Send back the entries exactly as they were given.

╔══

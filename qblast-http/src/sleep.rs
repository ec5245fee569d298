//! Pausing between status checks while waiting for a job.
//!

use std::time::Duration;

use async_trait::async_trait;

/// Suspends the wait loop between status checks.
#[async_trait]
pub trait Sleep {
  async fn sleep(&self, duration: Duration);
}

/// Sleeps using the tokio timer.
#[derive(Debug, Clone, Copy, Default)]
pub struct TokioSleep;

#[async_trait]
impl Sleep for TokioSleep {
  async fn sleep(&self, duration: Duration) {
    tokio::time::sleep(duration).await
  }
}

╚══

• The answer:
filename qblast-http/src/sleep.rs
repository ec5245fee569d298
//! Pausing between status checks while waiting for a job.
//!

use std::time::Duration;

use async_trait::async_trait;

/// Suspends the wait loop between status checks.
#[async_trait]
pub trait Sleep {
  async fn sleep(&self, duration: Duration);
}

/// Sleeps using the tokio timer.
#[derive(Debug, Clone, Copy, Default)]
pub struct TokioSleep;

#[async_trait]
impl Sleep for TokioSleep {
  async fn sleep(&self, duration: Duration) {
    tokio::time::sleep(duration).await
  }
}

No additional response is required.